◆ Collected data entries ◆
* * *
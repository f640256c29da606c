pub mod job;

use std::{
    future::Future,
    sync::{atomic::AtomicBool, Arc},
};

use tokio::time::Duration;

pub use job::PeriodicJob;

pub const DEFAULT_OVERLAY_PERIOD: Duration = Duration::from_millis(200);
pub const DEFAULT_METRICS_PERIOD: Duration = Duration::from_millis(2000);

/// The two independently paced jobs of an analysis session. Gating on device
/// state and enable flags lives in the units themselves; this type only owns
/// job lifetimes.
///
/// Each job kind keeps one in-flight flag for the scheduler's whole life, so
/// restarting a job never runs a second unit beside one still pending.
pub struct DualScheduler {
    overlay_period: Duration,
    metrics_period: Duration,
    overlay: Option<PeriodicJob>,
    metrics: Option<PeriodicJob>,
    overlay_in_flight: Arc<AtomicBool>,
    metrics_in_flight: Arc<AtomicBool>,
}

impl DualScheduler {
    pub fn new(overlay_period: Duration, metrics_period: Duration) -> Self {
        Self {
            overlay_period,
            metrics_period,
            overlay: None,
            metrics: None,
            overlay_in_flight: Arc::new(AtomicBool::new(false)),
            metrics_in_flight: Arc::new(AtomicBool::new(false)),
        }
    }

    pub fn start_metrics<F, Fut>(&mut self, work: F)
    where
        F: Fn() -> Fut + Send + Sync + 'static,
        Fut: Future<Output = ()> + Send + 'static,
    {
        self.stop_metrics();
        self.metrics = Some(PeriodicJob::spawn(
            "metrics",
            self.metrics_period,
            Arc::clone(&self.metrics_in_flight),
            work,
        ));
    }

    pub fn start_overlay<F, Fut>(&mut self, work: F)
    where
        F: Fn() -> Fut + Send + Sync + 'static,
        Fut: Future<Output = ()> + Send + 'static,
    {
        self.stop_overlay();
        self.overlay = Some(PeriodicJob::spawn(
            "overlay",
            self.overlay_period,
            Arc::clone(&self.overlay_in_flight),
            work,
        ));
    }

    pub fn stop_metrics(&mut self) {
        if let Some(mut job) = self.metrics.take() {
            job.cancel();
        }
    }

    pub fn stop_overlay(&mut self) {
        if let Some(mut job) = self.overlay.take() {
            job.cancel();
        }
    }

    pub fn stop_all(&mut self) {
        self.stop_overlay();
        self.stop_metrics();
    }

    pub fn overlay_running(&self) -> bool {
        self.overlay.is_some()
    }

    pub fn metrics_running(&self) -> bool {
        self.metrics.is_some()
    }

    pub fn overlay_job(&self) -> Option<&PeriodicJob> {
        self.overlay.as_ref()
    }

    pub fn metrics_job(&self) -> Option<&PeriodicJob> {
        self.metrics.as_ref()
    }
}

impl Default for DualScheduler {
    fn default() -> Self {
        Self::new(DEFAULT_OVERLAY_PERIOD, DEFAULT_METRICS_PERIOD)
    }
}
* * *
Going from the line that contains "Self::new(DEFAULT_OVERLAY_PERIOD, DEFAULT_METRICS_PERIOD)" to the last line of the records, reproduce every line as written.

◆ TASK SOLUTION ◆
        Self::new(DEFAULT_OVERLAY_PERIOD, DEFAULT_METRICS_PERIOD)
    }
}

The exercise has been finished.